#### Source information ####

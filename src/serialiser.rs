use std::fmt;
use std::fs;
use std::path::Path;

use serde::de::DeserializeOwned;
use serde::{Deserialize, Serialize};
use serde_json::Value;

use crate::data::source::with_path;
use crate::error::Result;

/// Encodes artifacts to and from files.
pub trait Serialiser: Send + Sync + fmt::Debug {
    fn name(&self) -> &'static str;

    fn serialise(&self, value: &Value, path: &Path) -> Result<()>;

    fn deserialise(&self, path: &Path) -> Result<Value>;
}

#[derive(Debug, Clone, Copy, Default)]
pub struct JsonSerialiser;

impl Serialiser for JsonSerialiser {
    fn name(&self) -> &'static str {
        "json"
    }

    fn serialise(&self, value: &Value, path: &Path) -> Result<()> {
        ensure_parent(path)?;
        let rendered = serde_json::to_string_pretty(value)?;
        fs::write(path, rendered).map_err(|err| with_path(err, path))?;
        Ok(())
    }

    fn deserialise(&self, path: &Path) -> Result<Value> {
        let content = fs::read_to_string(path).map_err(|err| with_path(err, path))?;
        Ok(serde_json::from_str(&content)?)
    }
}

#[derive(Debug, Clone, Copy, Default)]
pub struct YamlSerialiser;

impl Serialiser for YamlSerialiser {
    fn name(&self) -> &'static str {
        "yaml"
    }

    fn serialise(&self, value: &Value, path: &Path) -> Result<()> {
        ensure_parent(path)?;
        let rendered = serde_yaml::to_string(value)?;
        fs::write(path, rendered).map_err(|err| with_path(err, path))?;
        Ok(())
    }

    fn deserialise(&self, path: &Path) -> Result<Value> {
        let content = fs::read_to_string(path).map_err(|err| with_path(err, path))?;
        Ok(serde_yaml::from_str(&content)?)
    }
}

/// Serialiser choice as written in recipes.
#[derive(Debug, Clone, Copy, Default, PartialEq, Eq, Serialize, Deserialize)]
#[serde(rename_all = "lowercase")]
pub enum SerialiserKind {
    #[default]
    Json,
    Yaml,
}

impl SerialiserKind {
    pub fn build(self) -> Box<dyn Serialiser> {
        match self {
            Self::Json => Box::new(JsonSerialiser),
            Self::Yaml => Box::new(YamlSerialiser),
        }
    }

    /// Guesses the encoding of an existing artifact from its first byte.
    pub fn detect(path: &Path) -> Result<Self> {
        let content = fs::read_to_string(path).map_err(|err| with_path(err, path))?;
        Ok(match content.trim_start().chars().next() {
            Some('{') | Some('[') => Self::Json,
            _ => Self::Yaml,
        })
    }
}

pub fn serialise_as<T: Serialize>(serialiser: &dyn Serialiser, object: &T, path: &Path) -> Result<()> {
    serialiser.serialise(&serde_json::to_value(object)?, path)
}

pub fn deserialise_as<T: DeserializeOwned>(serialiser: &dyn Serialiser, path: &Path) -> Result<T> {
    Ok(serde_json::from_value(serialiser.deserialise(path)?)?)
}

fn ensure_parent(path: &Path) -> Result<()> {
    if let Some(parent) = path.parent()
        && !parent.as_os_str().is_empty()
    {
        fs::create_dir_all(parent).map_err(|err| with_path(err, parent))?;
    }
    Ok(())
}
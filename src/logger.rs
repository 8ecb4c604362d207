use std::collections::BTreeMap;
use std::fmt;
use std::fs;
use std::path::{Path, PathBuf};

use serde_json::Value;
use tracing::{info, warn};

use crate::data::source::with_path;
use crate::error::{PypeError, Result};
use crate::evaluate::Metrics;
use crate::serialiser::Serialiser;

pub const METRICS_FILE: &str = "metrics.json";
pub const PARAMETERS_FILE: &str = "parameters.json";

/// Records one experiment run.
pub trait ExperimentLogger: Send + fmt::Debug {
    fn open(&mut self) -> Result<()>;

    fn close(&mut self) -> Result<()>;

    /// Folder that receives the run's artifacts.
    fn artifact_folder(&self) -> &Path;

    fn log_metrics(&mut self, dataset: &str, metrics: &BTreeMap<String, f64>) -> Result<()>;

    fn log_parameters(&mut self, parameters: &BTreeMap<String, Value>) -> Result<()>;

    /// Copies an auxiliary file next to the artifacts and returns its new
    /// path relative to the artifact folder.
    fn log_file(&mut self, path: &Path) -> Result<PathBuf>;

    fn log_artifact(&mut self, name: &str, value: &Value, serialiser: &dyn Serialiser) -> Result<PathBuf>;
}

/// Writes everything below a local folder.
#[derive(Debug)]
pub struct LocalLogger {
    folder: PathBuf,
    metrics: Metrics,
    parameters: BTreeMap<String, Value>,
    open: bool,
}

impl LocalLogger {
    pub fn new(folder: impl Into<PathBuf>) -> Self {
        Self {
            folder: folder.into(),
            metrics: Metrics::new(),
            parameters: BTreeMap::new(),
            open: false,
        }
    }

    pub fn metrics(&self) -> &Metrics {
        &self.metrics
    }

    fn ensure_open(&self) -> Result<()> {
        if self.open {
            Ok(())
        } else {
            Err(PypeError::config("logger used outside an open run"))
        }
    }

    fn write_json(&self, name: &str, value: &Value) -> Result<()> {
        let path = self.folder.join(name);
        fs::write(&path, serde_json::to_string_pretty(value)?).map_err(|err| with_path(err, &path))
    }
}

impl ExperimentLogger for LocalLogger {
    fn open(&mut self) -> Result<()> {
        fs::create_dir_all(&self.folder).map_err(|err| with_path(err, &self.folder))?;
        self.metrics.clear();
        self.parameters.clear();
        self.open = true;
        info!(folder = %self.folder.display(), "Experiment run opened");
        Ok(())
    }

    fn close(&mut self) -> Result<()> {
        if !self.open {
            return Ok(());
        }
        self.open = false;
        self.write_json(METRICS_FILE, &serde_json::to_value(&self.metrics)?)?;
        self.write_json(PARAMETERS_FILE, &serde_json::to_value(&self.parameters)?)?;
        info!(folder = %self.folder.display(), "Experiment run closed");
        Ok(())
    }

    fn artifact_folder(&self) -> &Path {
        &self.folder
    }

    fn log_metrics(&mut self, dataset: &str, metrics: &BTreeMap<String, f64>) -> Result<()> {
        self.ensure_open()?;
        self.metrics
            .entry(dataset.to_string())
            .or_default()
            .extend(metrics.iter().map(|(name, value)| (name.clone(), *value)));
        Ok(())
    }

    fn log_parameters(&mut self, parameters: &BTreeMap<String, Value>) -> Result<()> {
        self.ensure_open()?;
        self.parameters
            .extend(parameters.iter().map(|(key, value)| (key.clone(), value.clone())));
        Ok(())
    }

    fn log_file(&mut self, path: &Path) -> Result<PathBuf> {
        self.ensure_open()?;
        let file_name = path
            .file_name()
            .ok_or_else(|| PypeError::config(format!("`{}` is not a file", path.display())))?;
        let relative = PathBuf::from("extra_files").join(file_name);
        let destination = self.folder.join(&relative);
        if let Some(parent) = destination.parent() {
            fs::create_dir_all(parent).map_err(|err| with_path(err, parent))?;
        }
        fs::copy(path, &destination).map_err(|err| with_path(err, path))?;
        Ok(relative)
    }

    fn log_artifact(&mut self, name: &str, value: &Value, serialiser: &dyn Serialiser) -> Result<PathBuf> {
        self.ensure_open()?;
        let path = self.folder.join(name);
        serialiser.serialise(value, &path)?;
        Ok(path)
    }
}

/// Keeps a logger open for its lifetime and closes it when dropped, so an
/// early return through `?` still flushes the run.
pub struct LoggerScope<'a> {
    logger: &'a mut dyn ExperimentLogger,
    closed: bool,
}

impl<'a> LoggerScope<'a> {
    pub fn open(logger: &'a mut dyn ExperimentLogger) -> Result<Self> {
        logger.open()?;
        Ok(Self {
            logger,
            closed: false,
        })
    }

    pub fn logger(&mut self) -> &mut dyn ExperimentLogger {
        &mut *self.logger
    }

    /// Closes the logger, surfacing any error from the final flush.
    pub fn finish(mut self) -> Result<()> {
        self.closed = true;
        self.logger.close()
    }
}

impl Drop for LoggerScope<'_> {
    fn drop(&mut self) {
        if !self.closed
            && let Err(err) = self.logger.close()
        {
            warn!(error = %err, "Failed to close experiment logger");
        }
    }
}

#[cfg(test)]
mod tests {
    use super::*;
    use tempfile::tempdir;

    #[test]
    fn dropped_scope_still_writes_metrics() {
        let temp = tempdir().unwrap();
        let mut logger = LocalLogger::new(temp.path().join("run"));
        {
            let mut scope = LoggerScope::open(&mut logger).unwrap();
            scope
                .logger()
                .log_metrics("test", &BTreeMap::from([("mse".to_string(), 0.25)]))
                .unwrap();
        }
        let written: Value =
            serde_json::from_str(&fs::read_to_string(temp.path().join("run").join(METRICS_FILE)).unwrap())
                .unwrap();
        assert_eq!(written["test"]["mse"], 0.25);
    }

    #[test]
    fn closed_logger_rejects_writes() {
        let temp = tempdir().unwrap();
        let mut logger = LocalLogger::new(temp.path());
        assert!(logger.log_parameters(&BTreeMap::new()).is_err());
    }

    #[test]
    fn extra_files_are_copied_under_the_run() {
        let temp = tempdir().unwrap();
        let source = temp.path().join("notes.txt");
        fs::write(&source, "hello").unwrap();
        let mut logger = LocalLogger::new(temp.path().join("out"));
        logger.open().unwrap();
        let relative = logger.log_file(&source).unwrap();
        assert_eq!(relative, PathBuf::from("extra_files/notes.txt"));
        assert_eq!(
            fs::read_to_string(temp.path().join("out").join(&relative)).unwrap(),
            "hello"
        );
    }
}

####

What you will do.
If a line falls between the first line of the records and the line containing "and from files.", inclusive, repeat it exactly; leave out all others.

Task output.
filename src/serialiser.rs
use std::fmt;
use std::fs;
use std::path::Path;

use serde::de::DeserializeOwned;
use serde::{Deserialize, Serialize};
use serde_json::Value;

use crate::data::source::with_path;
use crate::error::Result;

/// Encodes artifacts to and from files.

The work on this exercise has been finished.